Automated banking machines are well known. A common type of automated banking machine used by customers is an automated teller machine (hereinafter “ATM”). ATMs enable customers to carry out banking transactions such as the dispensing of cash, the transfer of funds between accounts, the payment of bills, and/or account balance inquiries. Automated banking machines may also print or dispense items of value such as coupons, tickets, wagering slips, vouchers, checks, food stamps, money orders, and traveler's checks.
The types of banking transactions a customer can carry out at an ATM are determined, in part, by the capabilities and design of the particular banking machine, the capabilities and design of the host banking system with which the ATM interfaces, and the programming of the institution operating the machine. For purposes of this disclosure, references to an ATM, an automated banking machine, or an automated transaction machine are interchangeable.
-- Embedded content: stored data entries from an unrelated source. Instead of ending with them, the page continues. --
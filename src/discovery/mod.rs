//! Source tree discovery.
pub mod walker;

use std::fmt;
use std::path::PathBuf;

pub use walker::{walk_source_files, SourceWalk};

#[derive(Debug, Clone, Copy, PartialEq, Eq)]
pub enum DiagnosticStage {
    Walk,
    Read,
    Parse,
    Collision,
}

impl DiagnosticStage {
    pub fn as_str(&self) -> &'static str {
        match self {
            DiagnosticStage::Walk => "walk",
            DiagnosticStage::Read => "read",
            DiagnosticStage::Parse => "parse",
            DiagnosticStage::Collision => "collision",
        }
    }
}

/// A recoverable problem met while scanning. The scan continues past it.
#[derive(Debug, Clone, PartialEq, Eq)]
pub struct ScanDiagnostic {
    pub path: PathBuf,
    pub stage: DiagnosticStage,
    pub message: String,
}

impl ScanDiagnostic {
    pub fn new(path: impl Into<PathBuf>, stage: DiagnosticStage, message: impl Into<String>) -> Self {
        Self {
            path: path.into(),
            stage,
            message: message.into(),
        }
    }
}

impl fmt::Display for ScanDiagnostic {
    fn fmt(&self, f: &mut fmt::Formatter<'_>) -> fmt::Result {
        write!(
            f,
            "[{}] {}: {}",
            self.stage.as_str(),
            self.path.display(),
            self.message
        )
    }
}
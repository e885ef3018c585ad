use std::path::PathBuf;
use thiserror::Error;

#[derive(Error, Debug)]
pub enum IoError {
    #[error("directory not found: {path}")]
    DirectoryNotFound { path: PathBuf },

    #[error("not a directory: {path}")]
    NotADirectory { path: PathBuf },

    #[error("failed to read file '{path}'")]
    ReadError {
        path: PathBuf,
        #[source]
        source: std::io::Error,
    },

    #[error("file too large '{path}': {size} bytes exceeds {limit}")]
    FileTooLarge { path: PathBuf, size: u64, limit: u64 },
}

impl IoError {
    pub fn directory_not_found(path: impl Into<PathBuf>) -> Self {
        Self::DirectoryNotFound { path: path.into() }
    }

    pub fn not_a_directory(path: impl Into<PathBuf>) -> Self {
        Self::NotADirectory { path: path.into() }
    }

    pub fn read_error(path: impl Into<PathBuf>, source: std::io::Error) -> Self {
        Self::ReadError {
            path: path.into(),
            source,
        }
    }

    pub fn file_too_large(path: impl Into<PathBuf>, size: u64, limit: u64) -> Self {
        Self::FileTooLarge {
            path: path.into(),
            size,
            limit,
        }
    }
}
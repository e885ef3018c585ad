use anyhow::Result;
use std::fmt::Write;

use crate::cli::OutputFormat;
use crate::model::{DeploymentDetails, FlowDetails};

pub struct OutputFormatter;

impl OutputFormatter {
    /// JSON renders the `to_dict` records, so `--refetch` can read the output back.
    pub fn format_flows(flows: &[FlowDetails], format: OutputFormat) -> Result<String> {
        match format {
            OutputFormat::Json => {
                let records: Vec<_> = flows.iter().map(FlowDetails::to_dict).collect();
                Ok(serde_json::to_string_pretty(&records)?)
            }
            OutputFormat::Text => Ok(Self::flows_table(flows)),
        }
    }

    pub fn format_deployments(
        deployments: &[DeploymentDetails],
        format: OutputFormat,
    ) -> Result<String> {
        match format {
            OutputFormat::Json => {
                let records: Vec<_> = deployments.iter().map(DeploymentDetails::to_dict).collect();
                Ok(serde_json::to_string_pretty(&records)?)
            }
            OutputFormat::Text => Ok(Self::deployments_table(deployments)),
        }
    }

    fn flows_table(flows: &[FlowDetails]) -> String {
        let mut out = String::new();
        for flow in flows {
            let location = match flow.line_number {
                Some(line) => format!("{}:{line}", flow.source_relative),
                None => flow.source_relative.clone(),
            };
            let _ = writeln!(
                out,
                "{}  {}  {}  {}.{}  {}",
                flow.id,
                flow.name,
                flow.obj_type.as_str(),
                flow.obj_parent,
                flow.obj_name,
                location
            );
        }
        let _ = writeln!(out, "{} flow(s)", flows.len());
        out
    }

    fn deployments_table(deployments: &[DeploymentDetails]) -> String {
        let mut out = String::new();
        for deployment in deployments {
            let _ = writeln!(
                out,
                "{}  {}  project={} branch={} flow={} env={}",
                deployment.id,
                deployment.name,
                deployment.project_name,
                deployment.branch,
                deployment.flow_name,
                deployment.env
            );
        }
        let _ = writeln!(out, "{} deployment(s)", deployments.len());
        out
    }
}
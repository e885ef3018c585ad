use std::fs;
use std::path::{Path, PathBuf};
use tracing::{debug, info, warn};

use super::FlowFinder;
use crate::catalog::{CatalogBuilder, FlowCatalog};
use crate::config::ScanConfig;
use crate::discovery::{walk_source_files, DiagnosticStage, ScanDiagnostic, SourceWalk};
use crate::error::{error_chain, Error, IoError, Result};
use crate::model::FlowDetails;
use crate::parser::PythonParser;
use crate::platform::Platform;
use crate::visitor::{DeclarationVisitor, Discriminator};

/// Files that went into a scan and the problems met along the way.
#[derive(Debug, Clone, Default, PartialEq, Eq)]
pub struct ScanReport {
    pub files_scanned: usize,
    pub diagnostics: Vec<ScanDiagnostic>,
}

impl ScanReport {
    pub fn is_clean(&self) -> bool {
        self.diagnostics.is_empty()
    }
}

#[derive(Debug, Clone, Default)]
pub struct ScanOutcome {
    pub catalog: FlowCatalog,
    pub report: ScanReport,
    /// Where the next shard's discriminator should start.
    pub next_discriminator: u64,
}

impl ScanOutcome {
    /// Combines two independently scanned shards.
    pub fn merge(&mut self, other: ScanOutcome) {
        self.catalog.merge(other.catalog);
        self.report.files_scanned += other.report.files_scanned;
        self.report.diagnostics.extend(other.report.diagnostics);
        self.next_discriminator = self.next_discriminator.max(other.next_discriminator);
    }

    /// Per-file diagnostics followed by one entry per id collision.
    pub fn diagnostics(&self) -> Vec<ScanDiagnostic> {
        let collisions = self.catalog.collisions().iter().map(|c| {
            ScanDiagnostic::new(
                &c.dropped,
                DiagnosticStage::Collision,
                format!("duplicate flow id '{}', kept the record from {}", c.id, c.kept),
            )
        });
        self.report
            .diagnostics
            .iter()
            .cloned()
            .chain(collisions)
            .collect()
    }
}

/// Scans a source tree for one platform's flow declarations.
#[derive(Debug, Clone)]
pub struct SourceFlowFinder {
    root: PathBuf,
    platform: Platform,
    config: ScanConfig,
}

impl SourceFlowFinder {
    pub fn new(root: impl Into<PathBuf>, platform: Platform) -> Self {
        Self {
            root: root.into(),
            platform,
            config: ScanConfig::default(),
        }
    }

    pub fn prefect(root: impl Into<PathBuf>) -> Self {
        Self::new(root, Platform::Prefect)
    }

    pub fn airflow(root: impl Into<PathBuf>) -> Self {
        Self::new(root, Platform::Airflow)
    }

    pub fn with_config(mut self, config: ScanConfig) -> Self {
        self.config = config;
        self
    }

    pub fn platform(&self) -> Platform {
        self.platform
    }

    /// Absolute form of the scan root.
    pub fn resolved_root(&self) -> Result<PathBuf> {
        if !self.root.exists() {
            return Err(IoError::directory_not_found(&self.root).into());
        }
        if !self.root.is_dir() {
            return Err(IoError::not_a_directory(&self.root).into());
        }
        fs::canonicalize(&self.root).map_err(|e| IoError::read_error(&self.root, e).into())
    }

    /// Walks the root and returns the files a scan would visit, in order.
    pub fn source_files(&self) -> Result<SourceWalk> {
        let root = self.resolved_root()?;
        Ok(walk_source_files(&root, &self.config)?)
    }

    pub fn scan(&self) -> Result<ScanOutcome> {
        let walk = self.source_files()?;
        let mut outcome = self.scan_files(&walk.files, Discriminator::default())?;

        let mut diagnostics = walk.diagnostics;
        diagnostics.append(&mut outcome.report.diagnostics);
        outcome.report.diagnostics = diagnostics;

        info!(
            root = %self.root.display(),
            platform = self.platform.as_str(),
            files = outcome.report.files_scanned,
            flows = outcome.catalog.len(),
            diagnostics = outcome.report.diagnostics.len(),
            "scan complete"
        );
        Ok(outcome)
    }

    /// Scans an explicit list of files under the root.
    ///
    /// Shards of one walk can be scanned independently and merged with
    /// [`ScanOutcome::merge`]; give each shard a discriminator range that
    /// does not overlap the others or the merge reports collisions.
    pub fn scan_files(&self, files: &[PathBuf], discriminator: Discriminator) -> Result<ScanOutcome> {
        let root = self.resolved_root()?;
        let builder = CatalogBuilder::new(&root);
        let mut parser = PythonParser::new()?;
        let mut discriminator = discriminator;
        let mut outcome = ScanOutcome::default();

        for path in files {
            outcome.report.files_scanned += 1;
            match self.scan_file(&mut parser, &builder, path, &mut discriminator) {
                Ok(flows) => {
                    debug!(file_path = %path.display(), flows = flows.len(), "scanned file");
                    for flow in flows {
                        outcome.catalog.insert(flow);
                    }
                }
                Err(err) => {
                    let stage = match err {
                        Error::Parser(_) => DiagnosticStage::Parse,
                        _ => DiagnosticStage::Read,
                    };
                    let message = error_chain(&err);
                    warn!(file_path = %path.display(), error = %message, "skipping file");
                    outcome
                        .report
                        .diagnostics
                        .push(ScanDiagnostic::new(path, stage, message));
                }
            }
        }

        outcome.next_discriminator = discriminator.peek();
        Ok(outcome)
    }

    fn scan_file(
        &self,
        parser: &mut PythonParser,
        builder: &CatalogBuilder,
        path: &Path,
        discriminator: &mut Discriminator,
    ) -> Result<Vec<FlowDetails>> {
        let source = fs::read_to_string(path).map_err(|e| IoError::read_error(path, e))?;
        let tree = parser.parse(&source, path)?;
        let location = builder.locate(path);
        let visitor = DeclarationVisitor::new(self.platform, &location.module);

        Ok(visitor
            .visit(&tree, &source, discriminator)
            .into_iter()
            .map(|declaration| builder.build(declaration, &location, self.platform))
            .collect())
    }
}

impl FlowFinder for SourceFlowFinder {
    fn scan_flows(&self) -> Result<Vec<FlowDetails>> {
        Ok(self.scan()?.catalog.into_flows())
    }
}
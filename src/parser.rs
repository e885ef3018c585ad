//! Tree-sitter Python parsing.
use std::path::Path;
use tree_sitter::{Node, Parser, Tree};

use crate::error::ParserError;

pub struct PythonParser {
    parser: Parser,
}

impl PythonParser {
    pub fn new() -> Result<Self, ParserError> {
        let mut parser = Parser::new();
        parser
            .set_language(&tree_sitter_python::LANGUAGE.into())
            .map_err(|_| ParserError::language_setup_failed("python"))?;
        Ok(Self { parser })
    }

    /// Parses `source`, rejecting trees that contain syntax errors.
    ///
    /// Tree-sitter recovers from errors and would still hand back a tree;
    /// a file that is not valid Python contributes nothing instead. The
    /// grammar also accepts Python 2 `print`/`exec` statements, which
    /// Python 3 rejects, so those count as syntax errors too.
    pub fn parse(&mut self, source: &str, path: &Path) -> Result<Tree, ParserError> {
        let tree = self
            .parser
            .parse(source, None)
            .ok_or_else(|| ParserError::parse_failed(path))?;

        if let Some(node) = first_invalid(tree.root_node()) {
            let message = if node.is_missing() {
                format!("missing {}", node.kind())
            } else if let Some(keyword) = legacy_keyword(node) {
                format!("Python 2 {keyword} statement")
            } else {
                "invalid syntax".to_string()
            };
            let position = node.start_position();
            return Err(ParserError::syntax_error(
                path,
                position.row + 1,
                position.column + 1,
                message,
            ));
        }
        if tree.root_node().has_error() {
            return Err(ParserError::syntax_error(path, 1, 1, "invalid syntax"));
        }

        Ok(tree)
    }
}

fn legacy_keyword(node: Node<'_>) -> Option<&'static str> {
    match node.kind() {
        "print_statement" => Some("print"),
        "exec_statement" => Some("exec"),
        _ => None,
    }
}

/// First node, in source order, that makes the file invalid Python 3.
fn first_invalid(node: Node<'_>) -> Option<Node<'_>> {
    if node.is_error() || node.is_missing() || legacy_keyword(node).is_some() {
        return Some(node);
    }
    let mut cursor = node.walk();
    for child in node.children(&mut cursor) {
        if let Some(found) = first_invalid(child) {
            return Some(found);
        }
    }
    None
}
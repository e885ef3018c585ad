use std::path::PathBuf;
use thiserror::Error;

#[derive(Error, Debug)]
pub enum ConfigError {
    #[error("failed to read config file '{path}'")]
    Read {
        path: PathBuf,
        #[source]
        source: std::io::Error,
    },

    #[error("invalid config file '{path}'")]
    Parse {
        path: PathBuf,
        #[source]
        source: serde_yaml::Error,
    },
}

impl ConfigError {
    pub fn read(path: impl Into<PathBuf>, source: std::io::Error) -> Self {
        Self::Read {
            path: path.into(),
            source,
        }
    }

    pub fn parse(path: impl Into<PathBuf>, source: serde_yaml::Error) -> Self {
        Self::Parse {
            path: path.into(),
            source,
        }
    }
}
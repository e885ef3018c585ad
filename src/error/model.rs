use thiserror::Error;

#[derive(Error, Debug)]
pub enum ModelError {
    #[error("expected a JSON object for {entity}, found {found}")]
    NotAnObject { entity: &'static str, found: String },

    #[error("expected a JSON array of {entity} records, found {found}")]
    NotAList { entity: &'static str, found: String },

    #[error("invalid {entity} document")]
    Decode {
        entity: &'static str,
        #[source]
        source: serde_json::Error,
    },

    #[error("invalid deployment name '{name}': expected PROJECT--BRANCH--FLOW--ENV")]
    InvalidDeploymentName { name: String },
}

impl ModelError {
    pub fn not_an_object(entity: &'static str, value: &serde_json::Value) -> Self {
        Self::NotAnObject {
            entity,
            found: json_kind(value).to_string(),
        }
    }

    pub fn not_a_list(entity: &'static str, value: &serde_json::Value) -> Self {
        Self::NotAList {
            entity,
            found: json_kind(value).to_string(),
        }
    }

    pub fn decode(entity: &'static str, source: serde_json::Error) -> Self {
        Self::Decode { entity, source }
    }

    pub fn invalid_deployment_name(name: impl Into<String>) -> Self {
        Self::InvalidDeploymentName { name: name.into() }
    }
}

fn json_kind(value: &serde_json::Value) -> &'static str {
    match value {
        serde_json::Value::Null => "null",
        serde_json::Value::Bool(_) => "a boolean",
        serde_json::Value::Number(_) => "a number",
        serde_json::Value::String(_) => "a string",
        serde_json::Value::Array(_) => "an array",
        serde_json::Value::Object(_) => "an object",
    }
}
/// Kind of the innermost lexical scope.
#[derive(Debug, Clone, Copy, PartialEq, Eq)]
pub enum ScopeKind {
    Module,
    Class,
    Function,
}

/// Lexical context threaded through the traversal.
///
/// Each nested class or function gets its own copy, so leaving a scope
/// needs no bookkeeping.
#[derive(Debug, Clone, Copy, PartialEq, Eq)]
pub struct Scope<'a> {
    pub kind: ScopeKind,
    /// Nearest enclosing class, if any.
    pub class: Option<&'a str>,
    /// Nearest enclosing function, if any.
    pub function: Option<&'a str>,
}

impl<'a> Scope<'a> {
    pub fn module() -> Self {
        Self {
            kind: ScopeKind::Module,
            class: None,
            function: None,
        }
    }

    pub fn enter_class(&self, name: &'a str) -> Self {
        Self {
            kind: ScopeKind::Class,
            class: Some(name),
            function: self.function,
        }
    }

    pub fn enter_function(&self, name: &'a str) -> Self {
        Self {
            kind: ScopeKind::Function,
            class: self.class,
            function: Some(name),
        }
    }

    pub fn in_function(&self) -> bool {
        self.kind == ScopeKind::Function
    }

    pub fn in_class_body(&self) -> bool {
        self.kind == ScopeKind::Class
    }
}

impl Default for Scope<'_> {
    fn default() -> Self {
        Self::module()
    }
}
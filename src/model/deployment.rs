use std::fmt;

use serde::{Deserialize, Serialize};

use super::{expect_object, normalize_name, ChildAttributes};
use crate::error::ModelError;

const NAME_SEPARATOR: &str = "--";

pub const TAG_PROJECT: &str = "PROJECT";
pub const TAG_BRANCH: &str = "BRANCH";
pub const TAG_ENV: &str = "ENV";
pub const TAG_COMMIT_HASH: &str = "COMMIT_HASH";
pub const TAG_PACKAGE_VERSION: &str = "PACKAGE_VERSION";

/// A deployed instance of a flow, as reported by a remote orchestrator.
///
/// Linked to a [`super::FlowDetails`] by `flow_name` only; there is no
/// referential integrity between the two.
#[derive(Debug, Clone, Default, PartialEq, Serialize, Deserialize)]
pub struct DeploymentDetails {
    pub name: String,
    pub project_name: String,
    pub branch: String,
    pub flow_name: String,
    pub env: String,
    pub commit_hash: String,
    pub package_version: String,
    pub tags: Vec<String>,
    /// Platform-native id: a UUID for Prefect, the DAG id for Airflow.
    pub id: String,
    pub created_at: String,
    pub updated_at: String,
    pub flow_id: String,
    pub url: String,
    #[serde(default)]
    pub child_attributes: ChildAttributes,
}

/// Remote fields that cannot be derived from a deployment's name or tags.
#[derive(Debug, Clone, Default)]
pub struct RemoteMetadata {
    pub id: String,
    pub created_at: String,
    pub updated_at: String,
    pub flow_id: String,
    pub url: String,
}

impl DeploymentDetails {
    /// Builds a record from a raw deployment name and `KEY=VALUE` tags.
    ///
    /// Project, branch, flow and env come from the name when it follows
    /// the `PROJECT--BRANCH--FLOW--ENV` convention, otherwise from tags.
    pub fn from_tagged(name: impl Into<String>, tags: Vec<String>, remote: RemoteMetadata) -> Self {
        let name = name.into();
        let parsed = DeploymentName::parse(&name).ok();
        let tag = |key: &str| tag_lookup(&tags, key).unwrap_or_default().to_string();

        let (project_name, branch, flow_name, env) = match parsed {
            Some(parsed) => (
                parsed.project,
                parsed.branch,
                normalize_name(&parsed.flow),
                parsed.env,
            ),
            None => (
                tag(TAG_PROJECT),
                tag(TAG_BRANCH),
                normalize_name(&name),
                tag(TAG_ENV),
            ),
        };

        Self {
            commit_hash: tag(TAG_COMMIT_HASH),
            package_version: tag(TAG_PACKAGE_VERSION),
            name,
            project_name,
            branch,
            flow_name,
            env,
            tags,
            id: remote.id,
            created_at: remote.created_at,
            updated_at: remote.updated_at,
            flow_id: remote.flow_id,
            url: remote.url,
            child_attributes: ChildAttributes::new(),
        }
    }

    /// Value of the first `KEY=VALUE` tag with the given key.
    pub fn tag_value(&self, key: &str) -> Option<&str> {
        tag_lookup(&self.tags, key)
    }

    pub fn to_dict(&self) -> serde_json::Value {
        serde_json::to_value(self).unwrap_or(serde_json::Value::Null)
    }

    pub fn from_dict(data: &serde_json::Value) -> Result<Self, ModelError> {
        expect_object("DeploymentDetails", data)?;
        serde_json::from_value(data.clone())
            .map_err(|e| ModelError::decode("DeploymentDetails", e))
    }
}

fn tag_lookup<'a>(tags: &'a [String], key: &str) -> Option<&'a str> {
    tags.iter().find_map(|tag| {
        let (k, v) = tag.split_once('=')?;
        (k == key).then_some(v)
    })
}

/// The `PROJECT--BRANCH--FLOW--ENV` deployment naming convention.
#[derive(Debug, Clone, PartialEq, Eq)]
pub struct DeploymentName {
    pub project: String,
    pub branch: String,
    pub flow: String,
    pub env: String,
}

impl DeploymentName {
    pub fn new(
        project: impl Into<String>,
        branch: impl Into<String>,
        flow: impl Into<String>,
        env: impl Into<String>,
    ) -> Self {
        Self {
            project: project.into(),
            branch: branch.into(),
            flow: flow.into(),
            env: env.into(),
        }
    }

    /// Parses a composed name. Extra `--` segments belong to the flow.
    pub fn parse(name: &str) -> Result<Self, ModelError> {
        let parts: Vec<&str> = name.split(NAME_SEPARATOR).collect();
        if parts.len() < 4 || parts.iter().any(|p| p.is_empty()) {
            return Err(ModelError::invalid_deployment_name(name));
        }
        let last = parts.len() - 1;
        Ok(Self::new(
            parts[0],
            parts[1],
            parts[2..last].join(NAME_SEPARATOR),
            parts[last],
        ))
    }
}

impl fmt::Display for DeploymentName {
    fn fmt(&self, f: &mut fmt::Formatter<'_>) -> fmt::Result {
        write!(
            f,
            "{}{sep}{}{sep}{}{sep}{}",
            self.project,
            self.branch,
            self.flow,
            self.env,
            sep = NAME_SEPARATOR
        )
    }
}

#[cfg(test)]
mod tests {
    use super::*;
    use serde_json::json;

    fn sample_deployment() -> DeploymentDetails {
        DeploymentDetails {
            name: "project1--main--flow1--dev".to_string(),
            project_name: "project1".to_string(),
            branch: "main".to_string(),
            flow_name: "flow1".to_string(),
            env: "dev".to_string(),
            commit_hash: "abc123".to_string(),
            package_version: "1.0.0".to_string(),
            tags: vec!["COMMIT_HASH=abc123".to_string()],
            id: "deploy1_id".to_string(),
            created_at: "2023-01-01".to_string(),
            updated_at: "2023-01-02".to_string(),
            flow_id: "flow1_id".to_string(),
            url: "http://example.com/deploy1".to_string(),
            child_attributes: ChildAttributes::new(),
        }
    }

    #[test]
    fn test_parse_deployment_name() {
        let parsed = DeploymentName::parse("acme-project--main--data-processing--dev").unwrap();
        assert_eq!(parsed.project, "acme-project");
        assert_eq!(parsed.branch, "main");
        assert_eq!(parsed.flow, "data-processing");
        assert_eq!(parsed.env, "dev");
        assert_eq!(parsed.to_string(), "acme-project--main--data-processing--dev");
    }

    #[test]
    fn test_parse_deployment_name_rejects_short_names() {
        assert!(DeploymentName::parse("project--main--flow").is_err());
        assert!(DeploymentName::parse("project----flow--dev").is_err());
    }

    #[test]
    fn test_from_tagged_prefers_name_segments() {
        let tags = vec![
            "PROJECT=acme-project".to_string(),
            "BRANCH=main".to_string(),
            "ENV=dev".to_string(),
            "COMMIT_HASH=abc123".to_string(),
        ];
        let deployment = DeploymentDetails::from_tagged(
            "acme-project--main--data-processing--dev",
            tags,
            RemoteMetadata {
                id: "acme-project--main--data-processing--dev".to_string(),
                ..Default::default()
            },
        );

        assert_eq!(deployment.project_name, "acme-project");
        assert_eq!(deployment.branch, "main");
        assert_eq!(deployment.flow_name, "data_processing");
        assert_eq!(deployment.env, "dev");
        assert_eq!(deployment.commit_hash, "abc123");
        assert_eq!(deployment.package_version, "");
    }

    #[test]
    fn test_from_tagged_falls_back_to_tags() {
        let tags = vec!["PROJECT=p".to_string(), "ENV=prod".to_string()];
        let deployment =
            DeploymentDetails::from_tagged("nightly-report", tags, RemoteMetadata::default());
        assert_eq!(deployment.project_name, "p");
        assert_eq!(deployment.env, "prod");
        assert_eq!(deployment.branch, "");
        assert_eq!(deployment.flow_name, "nightly_report");
    }

    #[test]
    fn test_tag_value_splits_on_first_equals() {
        let mut deployment = sample_deployment();
        deployment.tags.push("QUERY=a=b".to_string());
        assert_eq!(deployment.tag_value("COMMIT_HASH"), Some("abc123"));
        assert_eq!(deployment.tag_value("QUERY"), Some("a=b"));
        assert_eq!(deployment.tag_value("MISSING"), None);
    }

    #[test]
    fn test_round_trip_keeps_child_attributes_nested() {
        let mut deployment = sample_deployment();
        deployment
            .child_attributes
            .insert("schedule".to_string(), json!({ "cron": "0 * * * *" }));

        let dict = deployment.to_dict();
        assert!(dict.get("schedule").is_none());
        assert_eq!(dict["child_attributes"]["schedule"]["cron"], "0 * * * *");

        let restored = DeploymentDetails::from_dict(&dict).unwrap();
        assert_eq!(restored, deployment);
    }

    #[test]
    fn test_from_dict_without_child_attributes() {
        let mut dict = sample_deployment().to_dict();
        dict.as_object_mut().unwrap().remove("child_attributes");

        let restored = DeploymentDetails::from_dict(&dict).unwrap();
        assert!(restored.child_attributes.is_empty());
        assert_eq!(restored.id, "deploy1_id");
    }
}
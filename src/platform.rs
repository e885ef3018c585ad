use clap::ValueEnum;

/// Orchestration platforms whose declarations can be discovered.
#[derive(Debug, Clone, Copy, PartialEq, Eq, Hash, ValueEnum)]
pub enum Platform {
    Prefect,
    Airflow,
}

/// Syntactic markers that identify a platform's flow declarations.
#[derive(Debug, Clone, Copy, PartialEq, Eq)]
pub struct PlatformRules {
    /// Decorator name, e.g. `flow` for `@flow(...)` or `@prefect.flow(...)`.
    pub decorator: &'static str,
    /// Constructor name for `x = DAG(...)` style declarations, if any.
    pub constructor: Option<&'static str>,
    /// Keyword carrying the declared identifier.
    pub id_keyword: &'static str,
    /// Keyword carrying an explicit description, preferred over the docstring.
    pub description_keyword: &'static str,
}

const PREFECT_RULES: PlatformRules = PlatformRules {
    decorator: "flow",
    constructor: None,
    id_keyword: "name",
    description_keyword: "description",
};

const AIRFLOW_RULES: PlatformRules = PlatformRules {
    decorator: "dag",
    constructor: Some("DAG"),
    id_keyword: "dag_id",
    description_keyword: "description",
};

impl Platform {
    pub fn as_str(&self) -> &'static str {
        match self {
            Platform::Prefect => "prefect",
            Platform::Airflow => "airflow",
        }
    }

    pub fn rules(&self) -> &'static PlatformRules {
        match self {
            Platform::Prefect => &PREFECT_RULES,
            Platform::Airflow => &AIRFLOW_RULES,
        }
    }
}
//! Identity-keyed flow catalogs.
mod builder;

use std::collections::HashMap;
use tracing::warn;

use crate::model::FlowDetails;
pub use builder::{CatalogBuilder, SourceLocation};

/// Two records claimed the same id. The first one stays in the catalog.
#[derive(Debug, Clone, PartialEq, Eq)]
pub struct CollisionWarning {
    pub id: String,
    pub kept: String,
    pub dropped: String,
}

/// Flows from one scan, in discovery order, unique by `id`.
#[derive(Debug, Clone, Default)]
pub struct FlowCatalog {
    flows: Vec<FlowDetails>,
    index: HashMap<String, usize>,
    collisions: Vec<CollisionWarning>,
}

impl FlowCatalog {
    pub fn new() -> Self {
        Self::default()
    }

    /// Adds a flow, refusing (and recording) one whose id is taken.
    pub fn insert(&mut self, flow: FlowDetails) -> bool {
        if let Some(&existing) = self.index.get(&flow.id) {
            let collision = CollisionWarning {
                id: flow.id.clone(),
                kept: self.flows[existing].source_relative.clone(),
                dropped: flow.source_relative.clone(),
            };
            warn!(
                id = %collision.id,
                kept = %collision.kept,
                dropped = %collision.dropped,
                "duplicate flow id, keeping the first record"
            );
            self.collisions.push(collision);
            return false;
        }
        self.index.insert(flow.id.clone(), self.flows.len());
        self.flows.push(flow);
        true
    }

    /// Unions another catalog (e.g. a shard scanned separately) into this one.
    pub fn merge(&mut self, other: FlowCatalog) {
        self.collisions.extend(other.collisions);
        for flow in other.flows {
            self.insert(flow);
        }
    }

    pub fn get(&self, id: &str) -> Option<&FlowDetails> {
        self.index.get(id).map(|&i| &self.flows[i])
    }

    pub fn len(&self) -> usize {
        self.flows.len()
    }

    pub fn is_empty(&self) -> bool {
        self.flows.is_empty()
    }

    pub fn iter(&self) -> impl Iterator<Item = &FlowDetails> {
        self.flows.iter()
    }

    pub fn collisions(&self) -> &[CollisionWarning] {
        &self.collisions
    }

    pub fn into_flows(self) -> Vec<FlowDetails> {
        self.flows
    }
}

impl FromIterator<FlowDetails> for FlowCatalog {
    fn from_iter<I: IntoIterator<Item = FlowDetails>>(iter: I) -> Self {
        let mut catalog = FlowCatalog::new();
        for flow in iter {
            catalog.insert(flow);
        }
        catalog
    }
}
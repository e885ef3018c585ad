use std::path::PathBuf;
use thiserror::Error;

#[derive(Error, Debug)]
pub enum ParserError {
    #[error("failed to set parser language: {language}")]
    LanguageSetupFailed { language: String },

    #[error("failed to parse source code in {path}")]
    ParseFailed { path: PathBuf },

    #[error("syntax error in {path} at line {line}, column {column}: {message}")]
    SyntaxError {
        path: PathBuf,
        line: usize,
        column: usize,
        message: String,
    },
}

impl ParserError {
    pub fn language_setup_failed(language: impl Into<String>) -> Self {
        Self::LanguageSetupFailed {
            language: language.into(),
        }
    }

    pub fn parse_failed(path: impl Into<PathBuf>) -> Self {
        Self::ParseFailed { path: path.into() }
    }

    pub fn syntax_error(
        path: impl Into<PathBuf>,
        line: usize,
        column: usize,
        message: impl Into<String>,
    ) -> Self {
        Self::SyntaxError {
            path: path.into(),
            line,
            column,
            message: message.into(),
        }
    }
}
One of the most common transactions performed by a customer at an ATM is the withdrawal of cash from a bank account. In such a transaction, a customer interfaces with an ATM by identifying himself, identifying the account from which the money is to be withdrawn, and identifying the desired amount of money to be withdrawn. The ATM interfaces with a host banking system to determine if the customer is authorized to dispense cash from the account and has sufficient funds in the account for the desired withdrawal.
While the withdrawal of cash from a bank account through an ATM may satisfy the customer's short term financial needs, it can also create financial problems. For example, if the bank account is a checking account and if the customer has recently written checks drawn from that account which have not yet been posted (i.e., cleared), or if the customer has authorized certain creditors to automatically withdraw periodic payments from that account, the withdrawal of available funds from an ATM can result in checks and/or automatic payments being refused at some later point in time by the bank due to the account having insufficient funds to cover those withdrawals.
Consequently, there exists a need for a system and method which minimizes the risk of checks and/or automatic payments being refused as a result of a customer withdrawing too much cash from an account associated with the checks and/or automatic payments.